ERM runs on four Windows NT-based application servers at Fleet's data center in Waltham, Mass., backed by Oracle databases. Siebel eFinance and Fleet's internally built applications that plug into ERM also run on NT servers, as do the Web servers used to serve up the portals to users. Windows NT (with service pack 6) and Oracle are Fleet standards. "We're a standards-oriented shop," says Marvin Meyer, technical architect for the commercial division of Fleet's wholesale technology and operations. "We try not to diverge from them."
But beyond the operating system, the applications are based on a collection of different database and application server software.
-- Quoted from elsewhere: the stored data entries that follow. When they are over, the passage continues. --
//! Generated index artifact.
//!
//! A JSON snapshot of a built index that can be reloaded without walking
//! the registry again. Patterns are stored as raw sources and recompiled on
//! load, so a hand-edited artifact is validated the same way a build is.

use std::fs;
use std::path::Path;

use serde::{Deserialize, Serialize};

use crate::index::{BackendId, IndexError, IndexResult, PatternIndex, PatternIndexEntry, UrlPattern};

/// Current on-disk format version.
pub const FORMAT_VERSION: u32 = 1;

/// Serialized form of a [`PatternIndex`].
#[derive(Debug, Clone, PartialEq, Eq, Serialize, Deserialize)]
pub struct IndexArtifact {
    pub generated_by: String,
    pub format_version: u32,
    pub entries: Vec<ArtifactEntry>,
}

#[derive(Debug, Clone, PartialEq, Eq, Serialize, Deserialize)]
pub struct ArtifactEntry {
    pub backend: BackendId,
    pub pattern: String,
}

impl IndexArtifact {
    pub fn from_index(index: &PatternIndex) -> Self {
        Self {
            generated_by: format!("{} {}", env!("CARGO_PKG_NAME"), env!("CARGO_PKG_VERSION")),
            format_version: FORMAT_VERSION,
            entries: index
                .iter()
                .map(|e| ArtifactEntry {
                    backend: e.backend.clone(),
                    pattern: e.pattern.source().to_string(),
                })
                .collect(),
        }
    }

    /// Recompile every pattern into an index.
    pub fn into_index(self) -> IndexResult<PatternIndex> {
        if self.format_version != FORMAT_VERSION {
            return Err(IndexError::ArtifactVersion {
                found: self.format_version,
                expected: FORMAT_VERSION,
            });
        }

        let mut entries = Vec::with_capacity(self.entries.len());
        for entry in self.entries {
            let pattern = UrlPattern::compile(entry.pattern.as_str()).map_err(|source| {
                IndexError::PatternCompile {
                    backend: entry.backend.clone(),
                    pattern: entry.pattern.clone(),
                    source,
                }
            })?;
            entries.push(PatternIndexEntry::new(entry.backend, pattern));
        }
        Ok(PatternIndex::new(entries))
    }

    /// Pretty JSON with a trailing newline, one entry per block.
    pub fn to_json(&self) -> IndexResult<String> {
        let mut json = serde_json::to_string_pretty(self)?;
        json.push('\n');
        Ok(json)
    }

    pub fn from_json(json: &str) -> IndexResult<Self> {
        Ok(serde_json::from_str(json)?)
    }
}

/// Write the index to `path`, replacing any previous artifact.
pub fn write(index: &PatternIndex, path: &Path) -> IndexResult<()> {
    let json = IndexArtifact::from_index(index).to_json()?;
    if let Some(parent) = path.parent().filter(|p| !p.as_os_str().is_empty()) {
        fs::create_dir_all(parent)?;
    }
    fs::write(path, json)?;
    tracing::info!(path = %path.display(), entries = index.len(), "Index artifact written");
    Ok(())
}

/// Load an index from an artifact written by [`write`].
pub fn load(path: &Path) -> IndexResult<PatternIndex> {
    let content = fs::read_to_string(path)?;
    let index = IndexArtifact::from_json(&content)?.into_index()?;
    tracing::info!(path = %path.display(), entries = index.len(), "Index artifact loaded");
    Ok(index)
}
To pull customer-related documents into the ERM portal, Fleet brought in another vendor, Venetica, to build a custom connection to its FileNet document management system through IBM's WebSphere application server; the WebSphere servers run in Waltham as well, while the FileNet servers are in a Connecticut data center.
The MicroStrategy business intelligence application uses a Microsoft SQL Server database; the CLU application runs on a Sybase EAServer enterprise application server and a Sybase back-end database.
For Benham, the portal means he can take the initiative both with the bank's product teams and its customers. "I think it does translate to more sales because we aren't just reactive as relationship managers," he says. "Being able to apply this to every company I see lets me be a lot more efficient and proactive."
Fleet is in the midst of spending $50 million to improve a customer-service reputation that became tattered in the wake of acquisitions such as the Summit merger. If the bankers' portals wind up serving customers better and more profitably, it'll be a notable step on the way toward restoring both Fleet's image and its bottom line.